From Putnam 1985 A2:
The problem is attached above. I'm not sure my solution is entirely rigorous, since I solve it by defining a function which I claim is continuous. Would a solution like this earn full marks?
We will let $b_s, b_r, b_t$ denote the bases of $S, R,$ and $T$ respectively. Similarly, $h_s, h_r, h_t$ denote the heights of $S, R, $ and $T$ respectively.

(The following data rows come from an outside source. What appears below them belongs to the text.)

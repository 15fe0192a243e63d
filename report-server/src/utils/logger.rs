//! Logging Infrastructure
//!
//! Structured logging setup with support for both development and
//! production environments.

use std::path::Path;

/// Initialize the logger
pub fn init_logger() {
    init_logger_with_file(None, None);
}

/// Initialize the logger with optional file output
pub fn init_logger_with_file(log_level: Option<&str>, log_dir: Option<&str>) {
    let level = log_level.unwrap_or("info");

    let subscriber = tracing_subscriber::fmt()
        .with_max_level(level.parse().unwrap_or(tracing::Level::INFO))
        .with_file(false)
        .with_line_number(false)
        .with_thread_ids(false)
        .with_target(false);

    // Add file output if log_dir is provided
    if let Some(dir) = log_dir {
        let log_path = Path::new(dir);
        if log_path.exists()
            && let Some(dir_str) = log_path.to_str()
        {
            let file_appender = tracing_appender::rolling::daily(dir_str, "report-server");
            subscriber.with_writer(file_appender).init();
            return;
        }
    }

    subscriber.init();
}
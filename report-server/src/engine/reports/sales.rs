//! Paginated sales report
//!
//! One aggregation pass feeds the summary, the per-dimension breakdowns,
//! the daily timeline and the grouped row list; pagination slices only the
//! rows.

use chrono::NaiveDate;
use shared::models::report::{DataFidelity, Pagination, SalesReport, SalesRow, SalesSummary};
use shared::models::{DateRange, SalesRecord};

use crate::engine::aggregate::{self, DimensionSpec, Granularity, Timeline};
use crate::engine::calendar::Calendar;
use crate::engine::filter::RecordFilter;
use crate::engine::metrics::{average_ticket, round2};

pub const DEFAULT_PAGE_SIZE: u32 = 20;

#[derive(Debug, Clone)]
pub struct SalesParams {
    pub ranges: Vec<DateRange>,
    pub filter: RecordFilter,
    pub group_by: Granularity,
    pub page: u32,
    pub page_size: u32,
}

/// Assemble the report from an already-fetched record set
pub fn assemble(
    params: &SalesParams,
    sales: &[SalesRecord],
    fidelity: DataFidelity,
    cal: &Calendar,
) -> SalesReport {
    let matched = params.filter.filter_sales(sales, cal);
    let timeline = Timeline::for_ranges(&params.ranges);
    let dims = DimensionSpec {
        store: true,
        employee: true,
        unit_category: true,
        ..Default::default()
    };
    let agg = aggregate::aggregate(matched.iter().copied(), timeline, dims);

    let all_rows = build_rows(params.group_by, &matched, &agg.timeline, cal);
    let (rows, pagination) = paginate(all_rows, params.page, params.page_size);

    let grand_total = agg.total.revenue_sum;
    SalesReport {
        filters: super::echo_filters(
            &params.ranges,
            &params.filter,
            Some(params.group_by.as_str()),
            fidelity,
        ),
        summary: SalesSummary {
            total_revenue: round2(grand_total),
            total_quantity: agg.total.quantity_sum,
            transaction_count: agg.total.count,
            average_ticket: round2(average_ticket(grand_total, agg.total.count)),
        },
        rows,
        pagination,
        by_store: super::dimension_totals(&agg.by_store, grand_total),
        by_employee: super::dimension_totals(&agg.by_employee, grand_total),
        by_unit_category: super::dimension_totals(&agg.by_unit_category, grand_total),
        timeline: super::timeline_points(&agg.timeline),
        generated_at: super::generated_at(),
    }
}

/// Grouped row list before pagination
fn build_rows(
    group_by: Granularity,
    matched: &[&SalesRecord],
    timeline: &Timeline,
    cal: &Calendar,
) -> Vec<SalesRow> {
    match group_by {
        Granularity::Detail => matched
            .iter()
            .map(|record| {
                let parts = cal.zoned_parts(record.timestamp_ms);
                SalesRow {
                    key: format!(
                        "{:04}-{:02}-{:02} {:02}:{:02}",
                        parts.year, parts.month, parts.day, parts.hour, parts.minute
                    ),
                    transactions: 1,
                    quantity: record.quantity,
                    revenue: round2(record.total),
                    average_ticket: round2(record.total),
                    product: Some(record.product_name.clone()),
                    store: Some(record.store_name.clone()),
                    employee: Some(record.employee_name.clone()),
                }
            })
            .collect(),
        _ => {
            // Fold the zero-filled day buckets into the coarser key so
            // grouped rows stay contiguous over the ranges.
            let mut rows: Vec<SalesRow> = Vec::new();
            for bucket in timeline.buckets() {
                let Ok(date) = NaiveDate::parse_from_str(&bucket.day, "%Y-%m-%d") else {
                    continue;
                };
                let key = group_by.bucket_key(date);
                match rows.last_mut() {
                    Some(last) if last.key == key => {
                        last.transactions += bucket.cell.count;
                        last.quantity += bucket.cell.quantity_sum;
                        last.revenue = round2(last.revenue + bucket.cell.revenue_sum);
                    }
                    _ => rows.push(SalesRow {
                        key,
                        transactions: bucket.cell.count,
                        quantity: bucket.cell.quantity_sum,
                        revenue: round2(bucket.cell.revenue_sum),
                        average_ticket: 0.0,
                        product: None,
                        store: None,
                        employee: None,
                    }),
                }
            }
            for row in &mut rows {
                row.average_ticket = round2(average_ticket(row.revenue, row.transactions));
            }
            rows
        }
    }
}

/// Offset/limit pagination over the grouped row list
fn paginate(all_rows: Vec<SalesRow>, page: u32, page_size: u32) -> (Vec<SalesRow>, Pagination) {
    let page = page.max(1);
    let page_size = page_size.max(1);
    let total_rows = all_rows.len() as u64;
    let total_pages = total_rows.div_ceil(page_size as u64) as u32;
    let offset = (page - 1) as usize * page_size as usize;

    let rows: Vec<SalesRow> = all_rows
        .into_iter()
        .skip(offset)
        .take(page_size as usize)
        .collect();

    (
        rows,
        Pagination {
            page,
            page_size,
            total_rows,
            total_pages,
            has_next_page: page < total_pages,
            has_prev_page: page > 1,
        },
    )
}
//! Historical event-log source
//!
//! Secondary, lower-fidelity provider: an append-only JSONL file of
//! [`EventRecord`] lines kept for audit purposes. The log predates unit
//! capture, so sale entries carry no usable unit label — everything read
//! from here classifies as `piece`, which is why this source declares
//! [`DataFidelity::UnitAgnostic`].

use std::path::PathBuf;

use async_trait::async_trait;
use shared::models::report::DataFidelity;
use shared::models::{AttendanceRecord, EventRecord, SalesRecord};
use shared::{AppError, AppResult};

use super::{FetchQuery, RecordSource};

pub struct EventLogSource {
    path: PathBuf,
}

impl EventLogSource {
    pub fn new(path: impl Into<PathBuf>) -> Self {
        Self { path: path.into() }
    }

    /// Read and parse every log line; malformed lines are skipped, the
    /// rest of the log still serves the request
    async fn read_events(&self) -> AppResult<Vec<EventRecord>> {
        let raw = tokio::fs::read_to_string(&self.path).await.map_err(|e| {
            AppError::upstream(format!(
                "event log {} unreadable: {e}",
                self.path.display()
            ))
        })?;

        let mut events = Vec::new();
        let mut malformed: u64 = 0;
        for line in raw.lines() {
            let line = line.trim();
            if line.is_empty() {
                continue;
            }
            match serde_json::from_str::<EventRecord>(line) {
                Ok(event) => events.push(event),
                Err(_) => malformed += 1,
            }
        }
        if malformed > 0 {
            tracing::debug!(malformed, path = %self.path.display(), "Skipped malformed event-log lines");
        }
        Ok(events)
    }
}

#[async_trait]
impl RecordSource for EventLogSource {
    fn name(&self) -> &'static str {
        "event-log"
    }

    fn fidelity(&self) -> DataFidelity {
        DataFidelity::UnitAgnostic
    }

    async fn fetch_sales(&self, query: &FetchQuery) -> AppResult<Vec<SalesRecord>> {
        let sales = self
            .read_events()
            .await?
            .into_iter()
            .filter_map(|event| match event {
                EventRecord::Sale(mut record)
                    if query.matches_window(record.timestamp_ms)
                        && query.matches_names(&record.store_name, &record.employee_name) =>
                {
                    // Unit labels in the log are unreliable legacy text;
                    // clear them so classification degrades uniformly.
                    record.unit_label.clear();
                    Some(record)
                }
                _ => None,
            })
            .collect();
        Ok(sales)
    }

    async fn fetch_attendance(&self, query: &FetchQuery) -> AppResult<Vec<AttendanceRecord>> {
        let attendance = self
            .read_events()
            .await?
            .into_iter()
            .filter_map(|event| match event {
                EventRecord::Attendance(record)
                    if query.matches_window(record.timestamp_ms)
                        && query.matches_names(&record.store_name, &record.employee_name) =>
                {
                    Some(record)
                }
                _ => None,
            })
            .collect();
        Ok(attendance)
    }
}

#[cfg(test)]
mod tests {
    use super::*;
    use std::io::Write;

    fn sale_line(ts: i64, total: f64) -> String {
        format!(
            concat!(
                r#"{{"kind":"sale","timestampMs":{ts},"dayKey":"2025-01-05","storeName":"Store X","#,
                r#""employeeName":"A","productName":"Milk","productCode":"P-001","unitLabel":"กล่อง","#,
                r#""quantity":1.0,"unitPrice":{total},"total":{total},"status":"completed"}}"#
            ),
            ts = ts,
            total = total
        )
    }

    fn attendance_line(ts: i64) -> String {
        format!(
            concat!(
                r#"{{"kind":"attendance","timestampMs":{ts},"dayKey":"2025-01-05","#,
                r#""storeName":"Store X","employeeName":"A","status":"check-in"}}"#
            ),
            ts = ts
        )
    }

    fn write_log(lines: &[String]) -> tempfile::NamedTempFile {
        let mut file = tempfile::NamedTempFile::new().unwrap();
        for line in lines {
            writeln!(file, "{line}").unwrap();
        }
        file.flush().unwrap();
        file
    }

    fn query(start: i64, end: i64) -> FetchQuery {
        FetchQuery {
            start_ms: start,
            end_ms: end,
            store: None,
            employee: None,
        }
    }

    #[tokio::test]
    async fn reads_window_and_strips_unit_labels() {
        let log = write_log(&[
            sale_line(1_000, 100.0),
            sale_line(50_000, 200.0), // outside window
            attendance_line(2_000),
        ]);
        let source = EventLogSource::new(log.path());

        let sales = source.fetch_sales(&query(0, 10_000)).await.unwrap();
        assert_eq!(sales.len(), 1);
        assert!(sales[0].unit_label.is_empty());
        assert_eq!(sales[0].total, 100.0);

        let attendance = source.fetch_attendance(&query(0, 10_000)).await.unwrap();
        assert_eq!(attendance.len(), 1);
    }

    #[tokio::test]
    async fn malformed_lines_are_skipped() {
        let log = write_log(&[
            "not json at all".to_string(),
            sale_line(1_000, 100.0),
            r#"{"kind":"sale","broken":true}"#.to_string(),
        ]);
        let source = EventLogSource::new(log.path());
        let sales = source.fetch_sales(&query(0, 10_000)).await.unwrap();
        assert_eq!(sales.len(), 1);
    }

    #[tokio::test]
    async fn missing_file_is_an_upstream_error() {
        let source = EventLogSource::new("/nonexistent/events.jsonl");
        let err = source.fetch_sales(&query(0, 10_000)).await.unwrap_err();
        assert!(err.is_retryable());
    }
}
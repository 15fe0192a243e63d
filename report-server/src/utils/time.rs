//! Request-layer time parsing
//!
//! Query parameters arrive as strings; everything is converted here so
//! handlers hand the engine typed values only.

use chrono::{NaiveDate, Timelike};

use shared::{AppError, AppResult};

/// Parse `HH:MM` into minutes since midnight
pub fn parse_hhmm(raw: &str) -> AppResult<u32> {
    let parsed = chrono::NaiveTime::parse_from_str(raw, "%H:%M")
        .map_err(|_| AppError::validation(format!("Invalid time format: {raw}, expected HH:MM")))?;
    Ok(parsed.hour() * 60 + parsed.minute())
}

/// Parse `YYYY-MM` into the first day of that month
pub fn parse_month(raw: &str) -> AppResult<NaiveDate> {
    let with_day = format!("{raw}-01");
    NaiveDate::parse_from_str(&with_day, "%Y-%m-%d")
        .map_err(|_| AppError::validation(format!("Invalid month format: {raw}, expected YYYY-MM")))
}
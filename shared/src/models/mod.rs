//! Domain models
//!
//! # Modules
//!
//! - [`event`] - raw sales / attendance event records (record-store rows)
//! - [`unit`] - unit-label classification into canonical categories
//! - [`range`] - normalized half-open date ranges
//! - [`cell`] - aggregation accumulators and derived metric views
//! - [`report`] - wire shapes for the four report responses

pub mod cell;
pub mod event;
pub mod range;
pub mod report;
pub mod unit;

pub use cell::{AggregationCell, DerivedMetric};
pub use event::{AttendanceRecord, AttendanceStatus, EventRecord, SalesRecord};
pub use range::DateRange;
pub use unit::UnitCategory;
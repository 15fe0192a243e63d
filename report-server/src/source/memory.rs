//! In-process record source
//!
//! Backs tests and local development without a record store. Applies the
//! same server-side filtering contract as the real sources.

use async_trait::async_trait;
use shared::AppResult;
use shared::models::report::DataFidelity;
use shared::models::{AttendanceRecord, SalesRecord};

use super::{FetchQuery, RecordSource};

pub struct MemorySource {
    sales: Vec<SalesRecord>,
    attendance: Vec<AttendanceRecord>,
    fidelity: DataFidelity,
}

impl MemorySource {
    pub fn new(sales: Vec<SalesRecord>, attendance: Vec<AttendanceRecord>) -> Self {
        Self {
            sales,
            attendance,
            fidelity: DataFidelity::Full,
        }
    }

    pub fn with_fidelity(mut self, fidelity: DataFidelity) -> Self {
        self.fidelity = fidelity;
        self
    }
}

#[async_trait]
impl RecordSource for MemorySource {
    fn name(&self) -> &'static str {
        "memory"
    }

    fn fidelity(&self) -> DataFidelity {
        self.fidelity
    }

    async fn fetch_sales(&self, query: &FetchQuery) -> AppResult<Vec<SalesRecord>> {
        Ok(self
            .sales
            .iter()
            .filter(|r| {
                query.matches_window(r.timestamp_ms)
                    && query.matches_names(&r.store_name, &r.employee_name)
            })
            .cloned()
            .collect())
    }

    async fn fetch_attendance(&self, query: &FetchQuery) -> AppResult<Vec<AttendanceRecord>> {
        Ok(self
            .attendance
            .iter()
            .filter(|r| {
                query.matches_window(r.timestamp_ms)
                    && query.matches_names(&r.store_name, &r.employee_name)
            })
            .cloned()
            .collect())
    }
}
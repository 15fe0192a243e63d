//! Report API handlers
//!
//! Query parsing lives here: comma-separated range lists, `HH:MM` time
//! bounds and `YYYY-MM` month anchors are validated at the edge so the
//! engine only ever sees normalized inputs.

use axum::{
    Json, Router,
    extract::{Query, State},
    routing::{get, post},
};
use serde::Deserialize;
use tokio_util::sync::CancellationToken;

use shared::models::DateRange;
use shared::models::report::{ExpenseEntry, RoiReport, SalesComparison, SalesReport};
use shared::{AppError, AppResult};

use crate::core::ServerState;
use crate::engine::aggregate::Granularity;
use crate::engine::filter::RecordFilter;
use crate::engine::range::{self, RangeInput};
use crate::engine::reports::comparison::ComparisonParams;
use crate::engine::reports::roi::RoiParams;
use crate::engine::reports::sales::{self, SalesParams};
use crate::utils::time::{parse_hhmm, parse_month};

pub fn router() -> Router<ServerState> {
    Router::new()
        .route("/api/reports/sales", get(get_sales_report))
        .route("/api/reports/comparison", get(get_comparison))
        .route("/api/reports/roi", post(post_roi))
}

#[derive(Debug, Deserialize)]
#[serde(rename_all = "camelCase")]
pub struct SalesReportQuery {
    pub ranges: Option<String>,
    pub group_by: Option<String>,
    pub employee: Option<String>,
    pub store: Option<String>,
    pub status: Option<String>,
    pub time_from: Option<String>,
    pub time_to: Option<String>,
    pub page: Option<u32>,
    pub page_size: Option<u32>,
}

/// GET /api/reports/sales?ranges=2025-01-01:2025-01-31&groupBy=daily&...
async fn get_sales_report(
    State(state): State<ServerState>,
    Query(query): Query<SalesReportQuery>,
) -> AppResult<Json<SalesReport>> {
    let ranges = parse_ranges(query.ranges.as_deref(), &state);
    let group_by = match query.group_by.as_deref() {
        None => Granularity::Daily,
        Some(raw) => Granularity::parse(raw)
            .ok_or_else(|| AppError::validation(format!("Unknown groupBy: {raw}")))?,
    };

    let mut filter = RecordFilter::new(ranges.clone());
    filter.employee = query.employee;
    filter.store = query.store;
    filter.status = query.status;
    filter.time_from = query.time_from.as_deref().map(parse_hhmm).transpose()?;
    filter.time_to = query.time_to.as_deref().map(parse_hhmm).transpose()?;

    let params = SalesParams {
        ranges,
        filter,
        group_by,
        page: query.page.unwrap_or(1),
        page_size: query.page_size.unwrap_or(sales::DEFAULT_PAGE_SIZE),
    };

    let report = state
        .reports
        .sales_report(params, CancellationToken::new())
        .await?;
    Ok(Json(report))
}

#[derive(Debug, Deserialize)]
pub struct ComparisonQuery {
    pub ranges: Option<String>,
    pub store: Option<String>,
    pub employee: Option<String>,
    /// `YYYY-MM`, last month of the matrix; defaults to the current month
    pub month: Option<String>,
}

/// GET /api/reports/comparison?ranges=...&month=2025-06
async fn get_comparison(
    State(state): State<ServerState>,
    Query(query): Query<ComparisonQuery>,
) -> AppResult<Json<SalesComparison>> {
    let ranges = parse_ranges(query.ranges.as_deref(), &state);
    let anchor = match query.month.as_deref() {
        Some(raw) => parse_month(raw)?,
        None => state.reports.calendar().today(),
    };

    let mut filter = RecordFilter::new(ranges.clone());
    filter.store = query.store;
    filter.employee = query.employee;

    let params = ComparisonParams {
        ranges,
        filter,
        anchor,
    };

    let report = state
        .reports
        .comparison(params, CancellationToken::new())
        .await?;
    Ok(Json(report))
}

#[derive(Debug, Deserialize)]
#[serde(rename_all = "camelCase")]
pub struct RoiRequest {
    pub employee: String,
    #[serde(default)]
    pub ranges: Vec<RangeInput>,
    #[serde(default)]
    pub expenses: Vec<ExpenseEntry>,
    pub store: Option<String>,
}

/// POST /api/reports/roi with `{ employee, ranges, expenses }`
async fn post_roi(
    State(state): State<ServerState>,
    Json(body): Json<RoiRequest>,
) -> AppResult<Json<RoiReport>> {
    let ranges = range::normalize(&body.ranges, state.reports.calendar());

    let mut filter = RecordFilter::new(ranges.clone());
    filter.store = body.store;

    let params = RoiParams {
        employee: body.employee,
        ranges,
        filter,
        expenses: body.expenses,
    };

    let report = state.reports.roi(params, CancellationToken::new()).await?;
    Ok(Json(report))
}

/// Parse and normalize a `ranges` query value; absent or fully malformed
/// input falls back to the default trailing window.
fn parse_ranges(raw: Option<&str>, state: &ServerState) -> Vec<DateRange> {
    let inputs = raw.map(range::parse_range_list).unwrap_or_default();
    range::normalize(&inputs, state.reports.calendar())
}
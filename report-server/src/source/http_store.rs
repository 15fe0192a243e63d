//! Record-store HTTP client
//!
//! Primary source: the record store exposes the raw rows over REST and
//! applies the date window / name equality filters server-side. Responses
//! are plain JSON arrays of the shared record types.

use async_trait::async_trait;
use serde::de::DeserializeOwned;
use shared::models::report::DataFidelity;
use shared::models::{AttendanceRecord, SalesRecord};
use shared::{AppError, AppResult};

use super::{FetchQuery, RecordSource};

pub struct HttpRecordStore {
    base_url: String,
    client: reqwest::Client,
}

impl HttpRecordStore {
    pub fn new(base_url: impl Into<String>, timeout_ms: u64) -> Self {
        let client = reqwest::Client::builder()
            .timeout(std::time::Duration::from_millis(timeout_ms))
            .build()
            .unwrap_or_default();
        Self {
            base_url: base_url.into(),
            client,
        }
    }

    async fn get<T: DeserializeOwned>(&self, path: &str, query: &FetchQuery) -> AppResult<T> {
        let url = format!("{}{}", self.base_url.trim_end_matches('/'), path);
        let mut request = self.client.get(&url).query(&[
            ("from", query.start_ms.to_string()),
            ("to", query.end_ms.to_string()),
        ]);
        if let Some(store) = &query.store {
            request = request.query(&[("store", store.as_str())]);
        }
        if let Some(employee) = &query.employee {
            request = request.query(&[("employee", employee.as_str())]);
        }

        let response = request
            .send()
            .await
            .map_err(|e| AppError::upstream(format!("record store request failed: {e}")))?;
        if !response.status().is_success() {
            return Err(AppError::upstream(format!(
                "record store returned {} for {path}",
                response.status()
            )));
        }
        response
            .json::<T>()
            .await
            .map_err(|e| AppError::upstream(format!("record store response malformed: {e}")))
    }
}

#[async_trait]
impl RecordSource for HttpRecordStore {
    fn name(&self) -> &'static str {
        "record-store"
    }

    fn fidelity(&self) -> DataFidelity {
        DataFidelity::Full
    }

    async fn fetch_sales(&self, query: &FetchQuery) -> AppResult<Vec<SalesRecord>> {
        self.get("/api/records/sales", query).await
    }

    async fn fetch_attendance(&self, query: &FetchQuery) -> AppResult<Vec<AttendanceRecord>> {
        self.get("/api/records/attendance", query).await
    }
}
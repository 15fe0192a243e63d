use std::sync::Arc;

use crate::core::Config;
use crate::engine::Calendar;
use crate::services::ReportService;
use crate::source::{EventLogSource, FallbackChain, HttpRecordStore, RecordSource};

/// Shared application state
///
/// Cloned per request; everything inside is `Arc`-backed. The engine
/// itself is stateless, so there is nothing mutable to coordinate here —
/// concurrent reports run fully in parallel.
#[derive(Clone)]
pub struct ServerState {
    pub config: Arc<Config>,
    pub reports: ReportService,
}

impl ServerState {
    /// Wire the default source chain: record store with event-log fallback
    pub fn initialize(config: &Config) -> Self {
        let primary: Arc<dyn RecordSource> = Arc::new(HttpRecordStore::new(
            &config.record_store_url,
            config.record_store_timeout_ms,
        ));
        let secondary: Arc<dyn RecordSource> = Arc::new(EventLogSource::new(&config.event_log_path));
        Self::with_chain(config, FallbackChain::new(primary, secondary))
    }

    /// Build state over an explicit source chain (tests, embedding)
    pub fn with_chain(config: &Config, chain: FallbackChain) -> Self {
        let cal = Calendar::new(config.timezone);
        Self {
            config: Arc::new(config.clone()),
            reports: ReportService::new(Arc::new(chain), cal),
        }
    }
}
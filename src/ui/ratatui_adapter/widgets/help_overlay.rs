//! Help overlay widget listing every picker key

use crate::ui::ratatui_adapter::theme::Theme;
use ratatui::{
    buffer::Buffer,
    layout::{Alignment, Constraint, Layout, Rect},
    style::Modifier,
    text::{Line, Span},
    widgets::{Block, Borders, Clear, Paragraph, Widget},
};

/// Help overlay widget that displays a centered help screen
pub struct HelpOverlay<'a> {
    /// Theme for styling
    theme: &'a Theme,
}

impl<'a> HelpOverlay<'a> {
    /// Create a new help overlay
    #[must_use]
    pub const fn new(theme: &'a Theme) -> Self {
        Self { theme }
    }

    /// Calculate centered area for the overlay
    fn centered_rect(width_percent: u16, height_percent: u16, area: Rect) -> Rect {
        let popup_layout = Layout::vertical([
            Constraint::Percentage((100 - height_percent) / 2),
            Constraint::Percentage(height_percent),
            Constraint::Percentage((100 - height_percent) / 2),
        ])
        .split(area);

        Layout::horizontal([
            Constraint::Percentage((100 - width_percent) / 2),
            Constraint::Percentage(width_percent),
            Constraint::Percentage((100 - width_percent) / 2),
        ])
        .split(popup_layout[1])[1]
    }

    fn heading(&self, text: &'static str) -> Line<'static> {
        Line::styled(text, self.theme.marker.add_modifier(Modifier::UNDERLINED))
    }

    fn help_line(&self, key: &'static str, desc: &'static str) -> Line<'static> {
        Line::from(vec![
            Span::styled(format!("{key:<14}"), self.theme.marker),
            Span::raw(desc),
        ])
    }

    fn build_content(&self) -> Vec<Line<'static>> {
        vec![
            Line::default(),
            self.heading("  Navigation"),
            Line::default(),
            self.help_line("  ↑/↓ TAB", "Move cursor"),
            self.help_line("  Ctrl+N/P", "Move cursor"),
            self.help_line("  PgUp/PgDn", "Page up/down"),
            self.help_line("  Home/End", "Jump to best/last match"),
            self.help_line("  Enter", "Go to folder"),
            self.help_line("  ESC", "Dismiss"),
            Line::default(),
            self.heading("  Search"),
            Line::default(),
            self.help_line("  Type", "Fuzzy filter folders"),
            self.help_line("  Ctrl+U", "Clear query"),
            self.help_line("  Ctrl+W", "Delete path segment"),
            self.help_line("  Ctrl+A/E", "Query start/end"),
            self.help_line("  ←/→", "Move cursor in query"),
            Line::default(),
            Line::styled("  Press any key to close", self.theme.dimmed),
            Line::default(),
        ]
    }
}

impl Widget for HelpOverlay<'_> {
    fn render(self, area: Rect, buf: &mut Buffer) {
        let popup_area = Self::centered_rect(60, 70, area);

        Clear.render(popup_area, buf);

        let block = Block::default()
            .borders(Borders::ALL)
            .border_style(self.theme.marker)
            .title(" Help ")
            .title_alignment(Alignment::Center);

        Paragraph::new(self.build_content()).block(block).render(popup_area, buf);
    }
}
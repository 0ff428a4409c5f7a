//! Widgets drawn by the folder picker

mod footer;
mod help_overlay;
mod item_list;
mod search_bar;

pub use footer::{Footer, FooterText};
pub use help_overlay::HelpOverlay;
pub use item_list::ItemList;
pub use search_bar::SearchBar;
//! Ratatui-based folder finder
//!
//! Implements the `FolderFinder` trait with ratatui widgets and crossterm
//! events. Ranking stays in the picker session; this module only draws what
//! the session reports as visible and feeds query edits back into it.
//!
//! # Architecture
//!
//! ```text
//! ┌─────────────────────────────────────────────┐
//! │           RatatuiFinder                     │
//! │  (implements FolderFinder trait)            │
//! └────────────────────┬────────────────────────┘
//!                      │
//!        ┌─────────────┼─────────────┐
//!        ▼             ▼             ▼
//! ┌────────────┐ ┌───────────┐ ┌───────────┐
//! │  Session   │ │  Ratatui  │ │ Crossterm │
//! │ (ranking)  │ │ (widgets) │ │  (events) │
//! └────────────┘ └───────────┘ └───────────┘
//! ```

mod events;
mod finder;
mod state;
mod theme;
pub mod widgets;

pub use finder::RatatuiFinder;
pub use state::{Exit, ListCursor, Mode, QueryLine, ViewState};
pub use theme::Theme;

By similar triangles, $$b_s = b_t\left(\frac{h_t-h_s-h_r}{h_t}\right), b_r = b_t\left(\frac{h_t-h_r}{h_t}\right).$$
Then, \begin{align*} \frac{A(R)+A(S)}{A(t)} &= 2\left(\frac{b_rh_r + b_sh_s}{b_th_t}\right) \\ &= \frac{2}{h_tb_t}\left(b_th_r\left(\frac{h_t-h_r}{h_t}\right) + b_th_s\left(\frac{h_t-h_s-h_r}{h_t}\right)\right) \\ &= \frac{2}{h_t^2}\left(h_rh_t - h_r^2 +h_sh_t -h_s^2-h_sh_r \right)\\ &= 2\left(\frac{h_r}{h_t} - \left(\frac{h_r}{h_t}\right)^2 + \frac{h_s}{h_t} - \left(\frac{h_s}{h_t}\right)^2 - \frac{h_sh_r}{h_t^2}\right). \\ \end{align*} Now, define $\gamma_r = \frac{h_r}{h_t}, \gamma_h = \frac{h_s}{h_t}$. Note that the values $\gamma_r, \gamma_h$ run continuously in the interval $[0, 1]$, under the condition that $\gamma_r + \gamma_h \le 1$. Thus, we can define the continuous function $\gamma : R^2 \rightarrow R$ such that $$\gamma(\gamma_s, \gamma_r) = 2(\gamma_s - \gamma_s^2 + \gamma_r-\gamma_r^2 - \gamma_s\gamma_r),$$ corresponding to the ratio $\frac{A(R)+A(S)}{A(T)}$ found above. It suffices to use the multivariate second derivative test for finding maxima/minima.
First, $\nabla \gamma = \vec{0}$ when $\gamma_r = \gamma_s = 1/3$(note that this satisfies the condition that $\gamma_r + \gamma_s < 1$).
Since $$\det H(\gamma) = \frac{\partial^2\gamma}{\partial\gamma_s^2} \frac{\partial^2\gamma}{\partial\gamma_r^2} - \left(\frac{\partial^2\gamma}{\partial\gamma_s\gamma_r}\right)^2 = (-4)^2 - (-2)^2 = 12 > 0,$$ the critical point $(1/3, 1/3)$ corresponds to a relative maximum. This corresponding to the value $\gamma(1/3, 1/3) = 2/3$. Note that this maximum is achievable. Consider an equilateral triangle with height 3, and $h_r = h_s = 1$. In this case, $A(T) = \frac{9}{\sqrt{3}}, A(R) = \frac{4}{\sqrt{3}}, A(S) = \frac{2}{\sqrt{3}}$, which gives $\frac{A(R) + A(S)}{A(T)} = \frac{2}{3},$ as desired.